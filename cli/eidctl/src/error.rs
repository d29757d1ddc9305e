//! Error handling and display for the CLI.

use colored::Colorize;
use thiserror::Error;
use uk_election_ids::{IdError, RulesError};

/// CLI-specific errors.
#[derive(Debug, Error)]
pub enum CliError {
    #[error("'{identifier}' is not a valid election identifier: {reason}")]
    InvalidIdentifier { identifier: String, reason: IdError },

    #[error("{invalid} of {total} identifiers are invalid")]
    SomeInvalid { invalid: usize, total: usize },

    #[error(transparent)]
    Rule(#[from] IdError),

    #[error("could not load election type rules: {0}")]
    Rules(#[from] RulesError),
}

/// Returns a hint for a rule violation, if there is a useful one.
fn hint_for(err: &IdError) -> Option<&'static str> {
    match err {
        IdError::UnknownElectionType { .. } => {
            Some("Run `eid types` to list election types and their rules.")
        }
        IdError::InvalidSubtype { .. } | IdError::SubtypeRequired { .. } => {
            Some("Run `eid types` to see which subtypes each election type has.")
        }
        IdError::DivisionRequiresPrecedingSubtype { .. } => {
            Some("Pass --subtype: whether a division is allowed depends on it.")
        }
        IdError::DivisionRequiresOrganisation { .. } | IdError::OrganisationRequired { .. } => {
            Some("Pass --org with the name of the organisation holding the election.")
        }
        IdError::DivisionRequired { .. } => {
            Some("Pass --div with the name of the electoral division.")
        }
        IdError::ReservedSegment { .. } => {
            Some("Use --contest-type by for by-elections; `by` can not name a place.")
        }
        IdError::MalformedInput { .. } => Some(
            "Identifiers look like type[.subtype][.organisation][.division][.by].YYYY-MM-DD",
        ),
        _ => None,
    }
}

/// Print an error in a user-friendly format.
pub fn print_error(err: &anyhow::Error) {
    eprintln!("{} {}", "Error:".red().bold(), err);

    // Check for specific error types and provide hints
    let hint = match err.downcast_ref::<CliError>() {
        Some(CliError::InvalidIdentifier { reason, .. }) => hint_for(reason),
        Some(CliError::Rule(reason)) => hint_for(reason),
        Some(CliError::Rules(_)) => {
            Some("Check the file named by EID_RULES_FILE, or unset it to use the built-in rules.")
        }
        _ => err.downcast_ref::<IdError>().and_then(hint_for),
    };

    if let Some(hint) = hint {
        eprintln!("\n{}", format!("Hint: {hint}").yellow());
    }
}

— What to do —
Please copy out each line of the listing above that contains the string "total".

— Exercise answer —
    #[error("{invalid} of {total} identifiers are invalid")]
    SomeInvalid { invalid: usize, total: usize },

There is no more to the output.